╭─ PROVIDED RECORDS

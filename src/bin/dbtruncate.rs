use std::io::Write;
use std::path::PathBuf;

use anyhow::{Context, Result};
use clap::Parser;
use tracing::info;

use dbtoolkit::filter::protein::SequenceLengthFilter;
use dbtoolkit::filter::Filter;
use dbtoolkit::utils::cli::{load_grammar, loader_registry, open_database};
use dbtoolkit::utils::files::open_output;
use dbtoolkit::utils::logging::init_logging;

fn main() -> Result<()> {
    let args = Cli::parse();
    init_logging(args.verbose)?;

    let keep = SequenceLengthFilter::new(args.min_length, None, false);

    let grammar = load_grammar(args.grammar.as_ref())?;
    let registry = loader_registry(grammar, false);
    let mut loader = open_database(&registry, &args.input)?;
    let mut writer = open_output(args.output.as_ref())?;

    let mut written: u64 = 0;
    let mut dropped: u64 = 0;

    while let Some(protein) = loader
        .next_protein()
        .context("Error reading protein from database")?
    {
        if !keep.passes(&protein) {
            dropped += 1;
            continue;
        }

        let truncated = match args.terminus {
            Terminus::N => protein.truncate_n_terminal(args.length),
            Terminus::C => protein.truncate_c_terminal(args.length),
        };
        writer
            .write_all(truncated.to_fasta(args.line_width).as_bytes())
            .context("Error writing protein")?;
        written += 1;
    }
    loader.close();
    writer.flush().context("Error flushing output")?;

    info!(written, dropped, "Truncation finished");

    Ok(())
}

#[derive(Parser, Debug)]
struct Cli {
    /// Database file with the proteins to truncate
    #[clap(long)]
    input: PathBuf,

    /// FASTA output file, StdOut when omitted
    #[clap(long)]
    output: Option<PathBuf>,

    /// Amount of residues to keep
    #[clap(long)]
    length: usize,

    /// Which end of the sequence to keep
    #[clap(value_enum, long, default_value_t = Terminus::N)]
    terminus: Terminus,

    /// Drop proteins shorter than this instead of writing them as they are
    #[clap(long, default_value_t = 0)]
    min_length: usize,

    /// Wrap output sequences every this many residues
    #[clap(long)]
    line_width: Option<usize>,

    /// Grammar file describing the SwissProt record layout
    #[clap(long, env = "DBTOOLKIT_GRAMMAR")]
    grammar: Option<PathBuf>,

    /// Enable verbose mode
    #[clap(short, long, default_value_t = false)]
    verbose: bool,
}

#[derive(clap::ValueEnum, Clone, Copy, Debug)]
enum Terminus {
    N,
    C,
}
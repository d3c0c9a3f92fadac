use std::collections::HashMap;

use tracing::debug;

use crate::error::{Error, Result};
use crate::filter::raw::{
    FastaTaxonomyFilter, RawPatternFilter, SwissProtKeywordFilter, SwissProtTaxonomyFilter,
};
use crate::filter::Filter;
use crate::loader::DbFormat;

/// Builds a raw-entry filter from its argument text and inversion flag
pub type RawFilterFactory =
    Box<dyn Fn(&str, bool) -> Result<Box<dyn Filter<str>>> + Send + Sync>;

/// Named raw-entry filters, looked up per database format
pub struct FilterRegistry {
    factories: HashMap<(String, DbFormat), RawFilterFactory>,
}

impl FilterRegistry {
    pub fn new() -> Self {
        Self {
            factories: HashMap::new(),
        }
    }

    /// `taxonomy` and `pattern` for both formats, `keyword` for SwissProt only
    pub fn with_defaults() -> Self {
        let mut registry = Self::new();

        registry.register("taxonomy", DbFormat::SwissProt, |arg, inverted| {
            Ok(Box::new(SwissProtTaxonomyFilter::new(arg, inverted)))
        });
        registry.register("taxonomy", DbFormat::Fasta, |arg, inverted| {
            Ok(Box::new(FastaTaxonomyFilter::new(arg, inverted)))
        });
        registry.register("keyword", DbFormat::SwissProt, |arg, inverted| {
            Ok(Box::new(SwissProtKeywordFilter::new(arg, inverted)))
        });
        for format in [DbFormat::SwissProt, DbFormat::Fasta] {
            registry.register("pattern", format, |arg, inverted| {
                Ok(Box::new(RawPatternFilter::new(arg, inverted)?))
            });
        }

        registry
    }

    /// Register a factory, replacing any earlier one with the same name and format
    pub fn register<F>(&mut self, name: &str, format: DbFormat, factory: F)
    where
        F: Fn(&str, bool) -> Result<Box<dyn Filter<str>>> + Send + Sync + 'static,
    {
        self.factories
            .insert((name.to_lowercase(), format), Box::new(factory));
    }

    pub fn create(
        &self,
        name: &str,
        format: DbFormat,
        argument: &str,
        inverted: bool,
    ) -> Result<Box<dyn Filter<str>>> {
        let factory = self
            .factories
            .get(&(name.to_lowercase(), format))
            .ok_or_else(|| Error::UnknownFilter {
                name: name.to_string(),
                format: format.to_string(),
            })?;

        debug!(filter = name, %format, argument, inverted, "Creating filter");
        factory(argument, inverted)
    }

    /// Sorted names of the filters available for `format`
    pub fn names_for(&self, format: DbFormat) -> Vec<&str> {
        let mut names: Vec<&str> = self
            .factories
            .keys()
            .filter(|(_, f)| *f == format)
            .map(|(name, _)| name.as_str())
            .collect();
        names.sort_unstable();
        names
    }
}

impl Default for FilterRegistry {
    fn default() -> Self {
        Self::with_defaults()
    }
}
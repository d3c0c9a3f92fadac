use std::path::Path;

use tracing::debug;

use crate::error::{Error, Result};
use crate::loader::CancelFlag;
use crate::utils::line_source::{LineSource, Progress};

enum State {
    Unloaded,
    Loaded(LineSource),
    Closed,
}

/// The line source of a loader together with its life cycle:
/// `Unloaded -> Loaded -> Closed`, where `Closed` is terminal.
/// Progress counters and the cancel flag outlive reloads,
/// so handles taken before `load` keep working.
pub struct SourceSlot {
    state: State,
    progress: Progress,
    cancel: CancelFlag,
}

impl SourceSlot {
    pub fn new() -> Self {
        Self {
            state: State::Unloaded,
            progress: Progress::default(),
            cancel: CancelFlag::default(),
        }
    }

    /// Bind to `path`. A failed load leaves the slot unloaded.
    pub fn load(&mut self, path: &Path) -> Result<()> {
        if let State::Closed = self.state {
            return Err(Error::Closed);
        }

        self.state = State::Unloaded;
        let source = LineSource::open_with_progress(path, self.progress.clone())?;
        debug!(path = %path.display(), "Loaded database file");
        self.state = State::Loaded(source);
        Ok(())
    }

    pub fn source_mut(&mut self) -> Result<&mut LineSource> {
        match &mut self.state {
            State::Loaded(source) => Ok(source),
            State::Unloaded => Err(Error::NotLoaded),
            State::Closed => Err(Error::Closed),
        }
    }

    pub fn reset(&mut self) -> Result<()> {
        self.source_mut()?.reset()
    }

    /// Release the file; later calls are no-ops
    pub fn close(&mut self) {
        if let State::Loaded(source) = &mut self.state {
            source.close();
            debug!(path = %source.path().display(), "Closed database file");
        }
        self.state = State::Closed;
    }

    pub fn is_loaded(&self) -> bool {
        matches!(self.state, State::Loaded(_))
    }

    pub fn is_closed(&self) -> bool {
        matches!(self.state, State::Closed)
    }

    pub fn progress(&self) -> Progress {
        self.progress.clone()
    }

    pub fn cancel_flag(&self) -> CancelFlag {
        self.cancel.clone()
    }
}

impl Default for SourceSlot {
    fn default() -> Self {
        Self::new()
    }
}
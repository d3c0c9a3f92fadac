//! Predicates over database entries.
//!
//! A filter looks at one kind of input: the raw text of an entry (`Filter<str>`),
//! a parsed SwissProt record (`Filter<ParsedRecord>`) or a decoded `Protein`.
//! Leaf filters take their inversion flag at construction time;
//! `FilterCollection` combines filters with AND/OR and `Not` negates any filter.

pub mod collection;
pub mod fields;
pub mod protein;
pub mod raw;
pub mod registry;

pub use collection::{CombineMode, FilterCollection};

pub trait Filter<T: ?Sized>: Send + Sync {
    fn passes(&self, input: &T) -> bool;
}

impl<T: ?Sized, F: Filter<T> + ?Sized> Filter<T> for Box<F> {
    fn passes(&self, input: &T) -> bool {
        (**self).passes(input)
    }
}

/// Passes exactly when the wrapped filter does not
#[derive(Debug, Clone)]
pub struct Not<F>(pub F);

impl<T: ?Sized, F: Filter<T>> Filter<T> for Not<F> {
    fn passes(&self, input: &T) -> bool {
        !self.0.passes(input)
    }
}

/// A filter backed by a plain predicate
pub struct FnFilter<P>(P);

pub fn from_fn<T: ?Sized, P: Fn(&T) -> bool + Send + Sync>(predicate: P) -> FnFilter<P> {
    FnFilter(predicate)
}

impl<T: ?Sized, P: Fn(&T) -> bool + Send + Sync> Filter<T> for FnFilter<P> {
    fn passes(&self, input: &T) -> bool {
        (self.0)(input)
    }
}

pub trait FilterExt<T: ?Sized>: Filter<T> + Sized {
    fn negate(self) -> Not<Self> {
        Not(self)
    }
}

impl<T: ?Sized, F: Filter<T>> FilterExt<T> for F {}

#[cfg(test)]
mod tests {
    use super::*;

    #[test]
    fn test_not_and_boxed_filters() {
        let even = from_fn(|n: &i32| n % 2 == 0);
        assert!(even.passes(&2));

        let odd = Not(even);
        assert!(odd.passes(&3));
        assert!(!odd.passes(&4));

        let boxed: Box<dyn Filter<i32>> = Box::new(odd);
        assert!(boxed.passes(&5));
        assert!(Not(boxed).passes(&6));
    }
}
//! Streaming access to whole database files, one entry at a time.
//!
//! Every format implements `DbLoader` on top of a `SourceSlot`, which owns the
//! `LineSource` and enforces the `Unloaded -> Loaded -> Closed` life cycle.

use std::path::Path;
use std::sync::atomic::{AtomicBool, Ordering};
use std::sync::Arc;

use strum_macros::{Display, EnumString};
use tracing::{debug, trace};

use crate::error::Result;
use crate::filter::Filter;
use crate::protein::Protein;
use crate::utils::line_source::{LineSource, Progress};

pub mod detect;
pub mod fasta;
pub mod source_slot;
pub mod swissprot;

pub use detect::{detect, LoaderRegistry};
pub use fasta::FastaLoader;
pub use source_slot::SourceSlot;
pub use swissprot::SwissProtLoader;

#[derive(Debug, Clone, Copy, PartialEq, Eq, Hash, Display, EnumString)]
#[strum(ascii_case_insensitive)]
pub enum DbFormat {
    #[strum(to_string = "SwissProt")]
    SwissProt,
    #[strum(to_string = "FASTA")]
    Fasta,
}

/// Cooperative cancellation for long scans, checked once per line
#[derive(Debug, Clone, Default)]
pub struct CancelFlag(Arc<AtomicBool>);

impl CancelFlag {
    pub fn cancel(&self) {
        self.0.store(true, Ordering::Relaxed);
    }

    pub fn is_cancelled(&self) -> bool {
        self.0.load(Ordering::Relaxed)
    }

    pub(crate) fn clear(&self) {
        self.0.store(false, Ordering::Relaxed);
    }
}

/// Outcome of `DbLoader::count_entries`
#[derive(Debug, Clone, Copy, PartialEq, Eq)]
pub enum EntryCount {
    Counted(u64),
    Cancelled,
}

pub trait DbLoader: Send {
    fn db_name(&self) -> &'static str;

    fn format(&self) -> DbFormat;

    fn slot(&self) -> &SourceSlot;

    fn slot_mut(&mut self) -> &mut SourceSlot;

    /// The raw text of the next entry, or None once the file is exhausted
    fn next_raw_entry(&mut self) -> Result<Option<String>>;

    fn raw_to_fasta(&self, raw: &str) -> Result<String>;

    /// Whether `line` marks the start of an entry in this format
    fn is_entry_start(&self, line: &str) -> bool;

    /// Bind to `path`, discarding whatever was loaded before
    fn load(&mut self, path: &Path) -> Result<()> {
        self.slot_mut().load(path)
    }

    /// Sniff the first non-blank line of `path` with a throwaway reader
    fn can_read_file(&self, path: &Path) -> bool {
        match LineSource::first_non_blank_line(path) {
            Ok(Some(line)) => self.is_entry_start(&line),
            Ok(None) => false,
            Err(e) => {
                debug!(path = %path.display(), error = %e, "Could not sniff file");
                false
            }
        }
    }

    fn next_fasta_entry(&mut self) -> Result<Option<String>> {
        match self.next_raw_entry()? {
            Some(raw) => self.raw_to_fasta(&raw).map(Some),
            None => Ok(None),
        }
    }

    fn next_filtered_raw_entry(&mut self, filter: &dyn Filter<str>) -> Result<Option<String>> {
        while let Some(raw) = self.next_raw_entry()? {
            if filter.passes(&raw) {
                return Ok(Some(raw));
            }
            trace!(db = self.db_name(), "Entry rejected by filter");
        }
        Ok(None)
    }

    /// Like `next_fasta_entry`, with the filter applied to the raw entry
    fn next_filtered_fasta_entry(&mut self, filter: &dyn Filter<str>) -> Result<Option<String>> {
        match self.next_filtered_raw_entry(filter)? {
            Some(raw) => self.raw_to_fasta(&raw).map(Some),
            None => Ok(None),
        }
    }

    fn next_protein(&mut self) -> Result<Option<Protein>> {
        match self.next_fasta_entry()? {
            Some(fasta) => Protein::from_fasta(&fasta).map(Some),
            None => Ok(None),
        }
    }

    fn next_filtered_protein(&mut self, filter: &dyn Filter<str>) -> Result<Option<Protein>> {
        match self.next_filtered_fasta_entry(filter)? {
            Some(fasta) => Protein::from_fasta(&fasta).map(Some),
            None => Ok(None),
        }
    }

    /// Count the entry start lines of the whole file.
    /// The source is reset before and after the scan, so reading resumes at the first entry.
    fn count_entries(&mut self) -> Result<EntryCount> {
        self.reset()?;
        let cancel = self.cancel_handle();
        let mut count = 0u64;
        let mut cancelled = false;

        loop {
            if cancel.is_cancelled() {
                cancelled = true;
                break;
            }
            let line = match self.slot_mut().source_mut()?.next_line()? {
                Some(line) => line,
                None => break,
            };
            if self.is_entry_start(&line) {
                count += 1;
            }
        }

        self.reset()?;
        if cancelled {
            cancel.clear();
            debug!(db = self.db_name(), counted = count, "Entry count cancelled");
            return Ok(EntryCount::Cancelled);
        }

        debug!(db = self.db_name(), count, "Counted entries");
        Ok(EntryCount::Counted(count))
    }

    /// Reopen the file from its first byte and drop any lookahead
    fn reset(&mut self) -> Result<()> {
        self.slot_mut().reset()
    }

    fn close(&mut self) {
        self.slot_mut().close()
    }

    /// A handle that stops a running `count_entries` from another thread
    fn cancel_handle(&self) -> CancelFlag {
        self.slot().cancel_flag()
    }

    fn progress(&self) -> Progress {
        self.slot().progress()
    }
}

#[cfg(test)]
mod tests {
    use std::str::FromStr;

    use super::*;

    #[test]
    fn test_db_format_names() {
        assert_eq!(DbFormat::SwissProt.to_string(), "SwissProt");
        assert_eq!(DbFormat::Fasta.to_string(), "FASTA");
        assert_eq!(DbFormat::from_str("fasta").unwrap(), DbFormat::Fasta);
        assert_eq!(DbFormat::from_str("SWISSPROT").unwrap(), DbFormat::SwissProt);
    }

    #[test]
    fn test_cancel_flag_is_shared() {
        let flag = CancelFlag::default();
        let handle = flag.clone();
        handle.cancel();
        assert!(flag.is_cancelled());
        flag.clear();
        assert!(!handle.is_cancelled());
    }
}
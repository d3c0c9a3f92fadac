use anyhow::{Context, Result};
use tracing::Level;
use tracing_subscriber::{fmt, layer::SubscriberExt, util::SubscriberInitExt, EnvFilter};

/// Environment variable holding filter directives, e.g. `dbtoolkit=trace`
pub const LOG_ENV_VAR: &str = "DBTOOLKIT_LOG";

/// Install a stderr subscriber for the command-line tools.
/// Directives in `DBTOOLKIT_LOG` take precedence over the `verbose` flag.
/// Stdout is left alone because most tools write their records there.
pub fn init_logging(verbose: bool) -> Result<()> {
    let level = if verbose { Level::DEBUG } else { Level::INFO };
    let filter = EnvFilter::try_from_env(LOG_ENV_VAR)
        .unwrap_or_else(|_| EnvFilter::new(level.as_str().to_lowercase()));

    let fmt_layer = fmt::layer()
        .with_writer(std::io::stderr)
        .with_target(verbose);

    tracing_subscriber::registry()
        .with(filter)
        .with(fmt_layer)
        .try_init()
        .context("Failed to install the logging subscriber")?;

    Ok(())
}
use std::io::Write;
use std::path::PathBuf;

use anyhow::{Context, Result};
use clap::Parser;
use tracing::info;

use dbtoolkit::utils::cli::{build_filter, load_grammar, loader_registry, open_database};
use dbtoolkit::utils::files::{open_output, read_trimmed_lines};
use dbtoolkit::utils::logging::init_logging;

fn main() -> Result<()> {
    let args = Cli::parse();
    init_logging(args.verbose)?;

    let peptides: Vec<String> = read_trimmed_lines(&args.peptides)?
        .into_iter()
        .map(|p| normalize(&p, args.equate_il))
        .collect();
    let mut matches: Vec<Vec<String>> = vec![Vec::new(); peptides.len()];

    let grammar = load_grammar(args.grammar.as_ref())?;
    let registry = loader_registry(grammar, false);
    let mut loader = open_database(&registry, &args.input)?;
    let filter = build_filter(
        args.filter.as_deref(),
        args.filter_arg.as_deref(),
        loader.format(),
        args.invert,
    )?;

    let mut proteins: u64 = 0;
    loop {
        let next = match &filter {
            Some(filter) => loader.next_filtered_protein(&**filter),
            None => loader.next_protein(),
        };
        let protein = match next.context("Error reading protein from database")? {
            Some(protein) => protein,
            None => break,
        };

        proteins += 1;
        let sequence = normalize(&protein.sequence, args.equate_il);
        for (peptide, found) in peptides.iter().zip(matches.iter_mut()) {
            if sequence.contains(peptide.as_str()) {
                found.push(protein.accession.clone());
            }
        }
    }
    loader.close();

    let mut writer = open_output(args.output.as_ref())?;
    writeln!(writer, "peptide\tproteins").context("Error writing header")?;
    for (peptide, found) in peptides.iter().zip(matches.iter()) {
        writeln!(writer, "{}\t{}", peptide, found.join(";")).context("Error writing mapping")?;
    }
    writer.flush().context("Error flushing output")?;

    let mapped = matches.iter().filter(|m| !m.is_empty()).count();
    info!(peptides = peptides.len(), mapped, proteins, "Mapping finished");

    Ok(())
}

/// Uppercase the peptide, replacing I by L when the two should be treated as equal
fn normalize(sequence: &str, equate_il: bool) -> String {
    let upper = sequence.to_uppercase();
    if equate_il {
        upper.replace('I', "L")
    } else {
        upper
    }
}

#[derive(Parser, Debug)]
struct Cli {
    /// Database file with the proteins to map onto
    #[clap(long)]
    input: PathBuf,

    /// File with one peptide per line
    #[clap(long)]
    peptides: PathBuf,

    /// TSV output file, StdOut when omitted
    #[clap(long)]
    output: Option<PathBuf>,

    /// Treat isoleucine (I) and leucine (L) as the same amino acid
    #[clap(long, default_value_t = false)]
    equate_il: bool,

    /// Name of the filter selecting the proteins to map onto
    #[clap(long)]
    filter: Option<String>,

    /// Argument passed to the filter
    #[clap(long, requires = "filter")]
    filter_arg: Option<String>,

    /// Map onto the proteins the filter rejects instead
    #[clap(long, default_value_t = false)]
    invert: bool,

    /// Grammar file describing the SwissProt record layout
    #[clap(long, env = "DBTOOLKIT_GRAMMAR")]
    grammar: Option<PathBuf>,

    /// Enable verbose mode
    #[clap(short, long, default_value_t = false)]
    verbose: bool,
}
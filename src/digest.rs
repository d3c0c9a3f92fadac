use strum_macros::{Display, EnumString};

/// Cleaves protein sequences into peptides
pub trait Enzyme: Send + Sync {
    fn name(&self) -> &str;

    /// Whether the bond between `sequence[i]` and `sequence[i + 1]` is cut
    fn cleaves_after(&self, sequence: &[u8], i: usize) -> bool;

    /// All peptides of the complete digest with a length in `min_length..=max_length`
    fn digest<'a>(&self, sequence: &'a str, min_length: usize, max_length: usize) -> Vec<&'a str> {
        let mut result = Vec::new();
        let content = sequence.as_bytes();
        let length = content.len();
        let mut start = 0;

        for i in 0..length {
            if i + 1 < length && self.cleaves_after(content, i) {
                push_in_range(&mut result, &sequence[start..i + 1], min_length, max_length);
                start = i + 1;
            }
        }

        if start < length {
            push_in_range(&mut result, &sequence[start..], min_length, max_length);
        }

        result
    }
}

fn push_in_range<'a>(result: &mut Vec<&'a str>, peptide: &'a str, min_length: usize, max_length: usize) {
    if peptide.len() >= min_length && peptide.len() <= max_length {
        result.push(peptide);
    }
}

/// Cuts after K or R, unless the next residue is P
#[derive(Debug, Clone, Copy, Default)]
pub struct Trypsin;

impl Enzyme for Trypsin {
    fn name(&self) -> &str {
        "Trypsin"
    }

    fn cleaves_after(&self, sequence: &[u8], i: usize) -> bool {
        matches!(sequence[i], b'K' | b'R') && sequence.get(i + 1) != Some(&b'P')
    }
}

/// Cuts after F, W or Y, unless the next residue is P
#[derive(Debug, Clone, Copy, Default)]
pub struct Chymotrypsin;

impl Enzyme for Chymotrypsin {
    fn name(&self) -> &str {
        "Chymotrypsin"
    }

    fn cleaves_after(&self, sequence: &[u8], i: usize) -> bool {
        matches!(sequence[i], b'F' | b'W' | b'Y') && sequence.get(i + 1) != Some(&b'P')
    }
}

#[derive(Debug, Clone, Copy, PartialEq, Eq, Display, EnumString, clap::ValueEnum)]
#[strum(ascii_case_insensitive)]
pub enum EnzymeKind {
    Trypsin,
    Chymotrypsin,
}

impl EnzymeKind {
    pub fn enzyme(&self) -> Box<dyn Enzyme> {
        match self {
            EnzymeKind::Trypsin => Box::new(Trypsin),
            EnzymeKind::Chymotrypsin => Box::new(Chymotrypsin),
        }
    }
}

#[cfg(test)]
mod tests {
    use super::*;

    #[test]
    fn test_trypsin() {
        let peptides = Trypsin.digest("MKWVTFISLLFLFSSAYSRGVFRRDAHKPSEVAHR", 0, usize::MAX);
        assert_eq!(
            peptides,
            vec!["MK", "WVTFISLLFLFSSAYSR", "GVFR", "R", "DAHKPSEVAHR"]
        );
    }

    #[test]
    fn test_trypsin_length_bounds() {
        let peptides = Trypsin.digest("MKWVTFISLLFLFSSAYSRGVFRRDAHKPSEVAHR", 4, 12);
        assert_eq!(peptides, vec!["GVFR", "DAHKPSEVAHR"]);
    }

    #[test]
    fn test_trailing_cleavage_site() {
        assert_eq!(Trypsin.digest("AAKBBR", 0, 10), vec!["AAK", "BBR"]);
        assert!(Trypsin.digest("", 0, 10).is_empty());
    }

    #[test]
    fn test_chymotrypsin() {
        assert_eq!(
            EnzymeKind::Chymotrypsin.enzyme().digest("AFPGWKYL", 0, 10),
            vec!["AFPGW", "KY", "L"]
        );
    }
}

╰─

Select all lines with the word "matches" from the entries above.

        matches!(self.state, State::Loaded(_))
        matches!(self.state, State::Closed)
    let mut matches: Vec<Vec<String>> = vec![Vec::new(); peptides.len()];
        for (peptide, found) in peptides.iter().zip(matches.iter_mut()) {
    for (peptide, found) in peptides.iter().zip(matches.iter()) {
    let mapped = matches.iter().filter(|m| !m.is_empty()).count();
        matches!(sequence[i], b'K' | b'R') && sequence.get(i + 1) != Some(&b'P')
        matches!(sequence[i], b'F' | b'W' | b'Y') && sequence.get(i + 1) != Some(&b'P')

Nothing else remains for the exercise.